(Material for the task Opens)

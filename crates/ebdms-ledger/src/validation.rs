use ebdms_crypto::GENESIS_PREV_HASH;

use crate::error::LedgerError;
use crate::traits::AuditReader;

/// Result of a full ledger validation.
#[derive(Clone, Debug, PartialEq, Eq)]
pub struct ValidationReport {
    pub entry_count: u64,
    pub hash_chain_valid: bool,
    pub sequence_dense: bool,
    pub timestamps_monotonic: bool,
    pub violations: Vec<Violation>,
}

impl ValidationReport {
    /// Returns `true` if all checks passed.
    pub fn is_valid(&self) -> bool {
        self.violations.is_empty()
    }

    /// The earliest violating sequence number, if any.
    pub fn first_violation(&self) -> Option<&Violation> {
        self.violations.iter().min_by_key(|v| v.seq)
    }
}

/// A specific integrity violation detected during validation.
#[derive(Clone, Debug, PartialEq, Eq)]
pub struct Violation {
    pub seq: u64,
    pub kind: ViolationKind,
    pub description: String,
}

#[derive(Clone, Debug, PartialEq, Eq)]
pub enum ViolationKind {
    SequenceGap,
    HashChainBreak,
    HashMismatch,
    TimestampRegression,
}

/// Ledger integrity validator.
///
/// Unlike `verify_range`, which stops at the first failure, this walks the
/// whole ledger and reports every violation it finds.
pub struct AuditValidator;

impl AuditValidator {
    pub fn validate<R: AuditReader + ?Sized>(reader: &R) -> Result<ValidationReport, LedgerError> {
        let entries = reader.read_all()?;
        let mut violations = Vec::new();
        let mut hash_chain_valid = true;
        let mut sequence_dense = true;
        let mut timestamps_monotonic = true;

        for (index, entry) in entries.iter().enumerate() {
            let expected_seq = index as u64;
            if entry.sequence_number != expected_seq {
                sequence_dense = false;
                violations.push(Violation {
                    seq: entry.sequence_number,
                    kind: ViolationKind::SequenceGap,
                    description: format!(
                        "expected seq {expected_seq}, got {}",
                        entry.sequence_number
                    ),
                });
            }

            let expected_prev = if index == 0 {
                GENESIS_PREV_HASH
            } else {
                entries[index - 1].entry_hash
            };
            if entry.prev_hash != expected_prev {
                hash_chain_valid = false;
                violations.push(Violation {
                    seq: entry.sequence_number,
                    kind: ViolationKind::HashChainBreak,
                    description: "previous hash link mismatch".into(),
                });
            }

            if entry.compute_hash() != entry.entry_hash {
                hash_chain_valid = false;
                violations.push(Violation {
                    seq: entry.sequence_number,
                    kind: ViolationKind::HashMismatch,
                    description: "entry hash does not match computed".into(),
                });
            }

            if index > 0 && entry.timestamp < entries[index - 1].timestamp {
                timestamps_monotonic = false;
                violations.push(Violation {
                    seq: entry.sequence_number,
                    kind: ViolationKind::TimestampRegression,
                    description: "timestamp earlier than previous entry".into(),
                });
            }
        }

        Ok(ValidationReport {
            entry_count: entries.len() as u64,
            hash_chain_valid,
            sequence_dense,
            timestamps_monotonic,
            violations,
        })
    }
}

(Material for the task Closes)

[Description of the task]
Set down the data above once more so that nothing differs from the original.

[Result]
filename crates/ebdms-ledger/src/validation.rs
use ebdms_crypto::GENESIS_PREV_HASH;

use crate::error::LedgerError;
use crate::traits::AuditReader;

/// Result of a full ledger validation.
#[derive(Clone, Debug, PartialEq, Eq)]
pub struct ValidationReport {
    pub entry_count: u64,
    pub hash_chain_valid: bool,
    pub sequence_dense: bool,
    pub timestamps_monotonic: bool,
    pub violations: Vec<Violation>,
}

impl ValidationReport {
    /// Returns `true` if all checks passed.
    pub fn is_valid(&self) -> bool {
        self.violations.is_empty()
    }

    /// The earliest violating sequence number, if any.
    pub fn first_violation(&self) -> Option<&Violation> {
        self.violations.iter().min_by_key(|v| v.seq)
    }
}

/// A specific integrity violation detected during validation.
#[derive(Clone, Debug, PartialEq, Eq)]
pub struct Violation {
    pub seq: u64,
    pub kind: ViolationKind,
    pub description: String,
}

#[derive(Clone, Debug, PartialEq, Eq)]
pub enum ViolationKind {
    SequenceGap,
    HashChainBreak,
    HashMismatch,
    TimestampRegression,
}

/// Ledger integrity validator.
///
/// Unlike `verify_range`, which stops at the first failure, this walks the
/// whole ledger and reports every violation it finds.
pub struct AuditValidator;

impl AuditValidator {
    pub fn validate<R: AuditReader + ?Sized>(reader: &R) -> Result<ValidationReport, LedgerError> {
        let entries = reader.read_all()?;
        let mut violations = Vec::new();
        let mut hash_chain_valid = true;
        let mut sequence_dense = true;
        let mut timestamps_monotonic = true;

        for (index, entry) in entries.iter().enumerate() {
            let expected_seq = index as u64;
            if entry.sequence_number != expected_seq {
                sequence_dense = false;
                violations.push(Violation {
                    seq: entry.sequence_number,
                    kind: ViolationKind::SequenceGap,
                    description: format!(
                        "expected seq {expected_seq}, got {}",
                        entry.sequence_number
                    ),
                });
            }

            let expected_prev = if index == 0 {
                GENESIS_PREV_HASH
            } else {
                entries[index - 1].entry_hash
            };
            if entry.prev_hash != expected_prev {
                hash_chain_valid = false;
                violations.push(Violation {
                    seq: entry.sequence_number,
                    kind: ViolationKind::HashChainBreak,
                    description: "previous hash link mismatch".into(),
                });
            }

            if entry.compute_hash() != entry.entry_hash {
                hash_chain_valid = false;
                violations.push(Violation {
                    seq: entry.sequence_number,
                    kind: ViolationKind::HashMismatch,
                    description: "entry hash does not match computed".into(),
                });
            }

            if index > 0 && entry.timestamp < entries[index - 1].timestamp {
                timestamps_monotonic = false;
                violations.push(Violation {
                    seq: entry.sequence_number,
                    kind: ViolationKind::TimestampRegression,
                    description: "timestamp earlier than previous entry".into(),
                });
            }
        }

        Ok(ValidationReport {
            entry_count: entries.len() as u64,
            hash_chain_valid,
            sequence_dense,
            timestamps_monotonic,
            violations,
        })
    }
}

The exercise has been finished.